Based on the ability to synthesize LiZnP nanocrystals, it was surmised that other Nowotny-Juza phases could possibly be synthesized through the same approach. Thus, dimethyl cadmium was substituted for diethyl zinc and attempts were made to synthesize LiCdP. Powder XRD patterns obtained after different reaction times (FIG. 6) reveal the formation of LiCdP, accompanied by some identifiable impurity phases. Contrary to LiZnP, further heating of LiCdP leads to its decomposition. While the initial mechanism of formation appears in line with LiZnP due to the formation of Cd metal and a small amount of LiCdP, longer heating times promote the formation of Cd₃P₂ instead. The inability to generate completely phase pure LiCdP through the simple procedure of replacing the dialkyl precursor is not entirely surprising or unprecedented. For instance, while Zn₃P₂ requires the use of highly reactive zinc species for its various synthesizes, Cd₃P₂ has a tendency to form under much milder precursors.

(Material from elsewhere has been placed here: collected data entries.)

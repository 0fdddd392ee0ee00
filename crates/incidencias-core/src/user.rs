//! User accounts.
//!
//! [`User`] is the stored record, password included. Everything that leaves
//! the server is a [`UserInfo`], which has no password field at all.

use chrono::{DateTime, Utc};
use serde::{Deserialize, Serialize};
use uuid::Uuid;

use crate::credential::Credential;

/// What an account is allowed to do.
#[derive(Debug, Clone, Copy, PartialEq, Eq, Serialize, Deserialize)]
#[serde(rename_all = "lowercase")]
pub enum Role {
  Admin,
  User,
}

/// A stored account.
#[derive(Debug, Clone)]
pub struct User {
  pub id:         Uuid,
  pub username:   String,
  /// Stored password value; interpret it through [`User::credential`].
  pub password:   String,
  pub name:       String,
  pub role:       Role,
  pub created_at: DateTime<Utc>,
}

impl User {
  /// Build a fresh account with a new id. `password` must already be in its
  /// stored form (see [`crate::credential::hash_password`]).
  pub fn new(username: String, password: String, name: String, role: Role) -> Self {
    Self {
      id: Uuid::new_v4(),
      username,
      password,
      name,
      role,
      created_at: Utc::now(),
    }
  }

  pub fn credential(&self) -> Credential<'_> { Credential::classify(&self.password) }

  pub fn info(&self) -> UserInfo {
    UserInfo {
      id:         self.id,
      username:   self.username.clone(),
      name:       self.name.clone(),
      role:       self.role,
      created_at: self.created_at,
    }
  }
}

/// The public view of a [`User`].
#[derive(Debug, Clone, PartialEq, Eq, Serialize, Deserialize)]
#[serde(rename_all = "camelCase")]
pub struct UserInfo {
  pub id:         Uuid,
  pub username:   String,
  pub name:       String,
  pub role:       Role,
  pub created_at: DateTime<Utc>,
}

impl UserInfo {
  pub fn is_admin(&self) -> bool { self.role == Role::Admin }
}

Besides LiZnP and LiCdP, LiZnSb was synthesized using solution phase techniques. As with LiZnP and LiCdP, using solution phase techniques to produce LiZnSb provides certain advantages. For example, hot-injection generally results in reduced particle size, which has been shown to lower thermal conductivity and, with it, increase thermoelectric efficiency. Further, precursor manipulation can provide better synthetic control compared to traditional solid-state synthesis.

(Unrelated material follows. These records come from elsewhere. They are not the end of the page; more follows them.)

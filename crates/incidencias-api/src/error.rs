//! API error type and [`axum::response::IntoResponse`] implementation.

use axum::{
  Json,
  extract::{multipart::MultipartError, rejection::JsonRejection},
  http::{HeaderValue, StatusCode, header},
  response::{IntoResponse, Response},
};
use serde_json::json;
use thiserror::Error;

/// An error returned by an API handler.
#[derive(Debug, Error)]
pub enum ApiError {
  #[error("invalid credentials")]
  Unauthorized,

  /// Like [`ApiError::Unauthorized`], but answers with a Basic challenge.
  #[error("authentication required")]
  AuthRequired,

  #[error("{0}")]
  Forbidden(String),

  #[error("{0}")]
  NotFound(String),

  #[error("{0}")]
  BadRequest(String),

  #[error("{0}")]
  Conflict(String),

  #[error("{0}")]
  PayloadTooLarge(String),

  #[error("internal error: {0}")]
  Internal(#[source] Box<dyn std::error::Error + Send + Sync>),
}

impl From<incidencias_core::Error> for ApiError {
  fn from(e: incidencias_core::Error) -> Self {
    use incidencias_core::Error as E;
    match e {
      E::Unauthorized => ApiError::Unauthorized,
      // Registration reports a taken username as a plain 400.
      E::UsernameTaken(u) => ApiError::BadRequest(format!("username already exists: {u}")),
      E::CodeTaken(c) => ApiError::Conflict(format!("incident code already in use: {c}")),
      E::IncidentNotFound(c) => ApiError::NotFound(format!("incident {c} not found")),
      E::Forbidden(c) => ApiError::Forbidden(format!("not allowed to delete incident {c}")),
      E::BadRequest(m) => ApiError::BadRequest(m),
      other => ApiError::Internal(Box::new(other)),
    }
  }
}

impl From<MultipartError> for ApiError {
  fn from(e: MultipartError) -> Self {
    if e.status() == StatusCode::PAYLOAD_TOO_LARGE {
      ApiError::PayloadTooLarge(e.body_text())
    } else {
      ApiError::BadRequest(format!("malformed form data: {}", e.body_text()))
    }
  }
}

impl From<JsonRejection> for ApiError {
  fn from(e: JsonRejection) -> Self {
    if e.status() == StatusCode::PAYLOAD_TOO_LARGE {
      ApiError::PayloadTooLarge(e.body_text())
    } else {
      ApiError::BadRequest(e.body_text())
    }
  }
}

impl From<std::io::Error> for ApiError {
  fn from(e: std::io::Error) -> Self { ApiError::Internal(Box::new(e)) }
}

impl IntoResponse for ApiError {
  fn into_response(self) -> Response {
    let (status, message) = match &self {
      ApiError::Unauthorized => (StatusCode::UNAUTHORIZED, "invalid credentials".to_owned()),
      ApiError::AuthRequired => (StatusCode::UNAUTHORIZED, "authentication required".to_owned()),
      ApiError::Forbidden(m) => (StatusCode::FORBIDDEN, m.clone()),
      ApiError::NotFound(m) => (StatusCode::NOT_FOUND, m.clone()),
      ApiError::BadRequest(m) => (StatusCode::BAD_REQUEST, m.clone()),
      ApiError::Conflict(m) => (StatusCode::CONFLICT, m.clone()),
      ApiError::PayloadTooLarge(m) => (StatusCode::PAYLOAD_TOO_LARGE, m.clone()),
      ApiError::Internal(e) => {
        tracing::error!(error = %e, "request failed");
        (StatusCode::INTERNAL_SERVER_ERROR, "internal server error".to_owned())
      }
    };
    if status.is_client_error() {
      tracing::debug!(%status, %message, "request rejected");
    }

    let challenge = matches!(self, ApiError::AuthRequired);
    let mut res = (status, Json(json!({ "error": message }))).into_response();
    if challenge {
      res.headers_mut().insert(
        header::WWW_AUTHENTICATE,
        HeaderValue::from_static("Basic realm=\"incidencias\""),
      );
    }
    res
  }
}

Lightly doped, n-type (0.01 e-/u.c.) LiZnSb has been calculated to have a zT˜2 at 600 K However, the syntheses of n-type LiZnSb attempted to date has resulted in unintentionally doped, p-type LiZnSb with a zT<0.1. Using embodiments of the solution phase technique disclosed herein, lightly doped (<0.02 carriers/u.c.) n-type and p-type forms of LiZnSb are calculated to exhibit exceptional zT values of 1.64 and 1.43, respectively, at 600 K.

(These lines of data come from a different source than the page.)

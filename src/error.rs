//! Error Module
//!
//! Typed failures for a single report run. Each variant belongs to one of
//! three classes: input errors and output errors fail the file being
//! processed, decoration errors only degrade the result.

use serde::Serialize;
use std::path::PathBuf;
use thiserror::Error;

/// How severe a [`ReportError`] is for the file that raised it.
#[derive(Debug, Clone, Copy, PartialEq, Eq, Serialize)]
#[serde(rename_all = "snake_case")]
pub enum ErrorKind {
    /// The source table cannot be used. Fatal for the file.
    Input,
    /// Optional decoration (logo, tags) is unusable. Processing continues.
    Decoration,
    /// An artifact could not be written. Fatal for the file.
    Output,
}

#[derive(Debug, Error)]
pub enum ReportError {
    #[error("failed to read source table {path:?}: {source}")]
    SourceRead {
        path: PathBuf,
        #[source]
        source: csv::Error,
    },

    #[error("source table {path:?} is missing required column '{column}'")]
    MissingColumn { path: PathBuf, column: &'static str },

    #[error("failed to load logo {path:?}: {source}")]
    Logo {
        path: PathBuf,
        #[source]
        source: image::ImageError,
    },

    #[error("logo {path:?} has a zero dimension")]
    EmptyLogo { path: PathBuf },

    #[error("failed to write {path:?}: {source}")]
    Output {
        path: PathBuf,
        #[source]
        source: std::io::Error,
    },
}

impl ErrorKind {
    pub fn label(self) -> &'static str {
        match self {
            ErrorKind::Input => "input",
            ErrorKind::Decoration => "decoration",
            ErrorKind::Output => "output",
        }
    }
}

impl ReportError {
    pub fn kind(&self) -> ErrorKind {
        match self {
            ReportError::SourceRead { .. } | ReportError::MissingColumn { .. } => ErrorKind::Input,
            ReportError::Logo { .. } | ReportError::EmptyLogo { .. } => ErrorKind::Decoration,
            ReportError::Output { .. } => ErrorKind::Output,
        }
    }

    /// Shorthand for wrapping an I/O failure on an output artifact.
    pub(crate) fn output(path: impl Into<PathBuf>, source: std::io::Error) -> Self {
        ReportError::Output {
            path: path.into(),
            source,
        }
    }
}

#[cfg(test)]
mod tests {
    use super::*;

    #[test]
    fn classifies_each_variant() {
        let missing = ReportError::MissingColumn {
            path: PathBuf::from("host.csv"),
            column: "Rationale",
        };
        assert_eq!(missing.kind(), ErrorKind::Input);
        assert!(missing.to_string().contains("'Rationale'"));

        let logo = ReportError::EmptyLogo {
            path: PathBuf::from("logo.png"),
        };
        assert_eq!(logo.kind(), ErrorKind::Decoration);

        let out = ReportError::output(
            "out.pdf",
            std::io::Error::new(std::io::ErrorKind::PermissionDenied, "denied"),
        );
        assert_eq!(out.kind(), ErrorKind::Output);
    }
}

In one embodiment, the following materials and steps were used to form LiZnSb through solution phase synthesis. Triphenylantimony (Ph₃Sb, 700-750 mg, 2.0 mmol, 97%, Strem) and 1-octadecene (5 mL, 90%/technical grade, Sigma Aldrich) were added to a three-neck flask. The flask was then degassed for 30 minutes followed by refilling with Ar and heating to 250° C. N-butyllithium (0.125 mL, 0.2 mmol, 1.6 M in hexane, Sigma Aldrich) and diethyl zinc (0.02 mL, 0.2 mmol, 56 wt. % Zn, Sigma Aldrich) were then immediately injected in quick succession. The reaction mixture was heated to 300° C. over the course of 10 minutes followed by continuous stirring over a 4 hour period. The crude product was washed twice with toluene (3-10 mL) and ethanol (5 mL) followed by centrifugation at 5000 rpm for 10 minutes.

LiZnSb synthesized using the solution phase method discussed above exhibits a previously unknown cubic structure (a=6.23 Å from Rietveld refinement). Reportedly, bulk LiZnSb made by solid-state synthesis exhibited a hexagonal structure. Thus, LiZnSb made using the solution phase method is the first example of polytypism within the Nowotny-Juza phases. As discussed above, these phases are usually described as comprised of a wurtzite or zinc-blende sublattice of group II and V elements stuffed with a monovalent closed shell group I cation. Because this tetrahedral sublattice is isostructural and isoelectronic with classic 8 electron semiconductors, a low energy barrier for rearrangement of the structural component is possible.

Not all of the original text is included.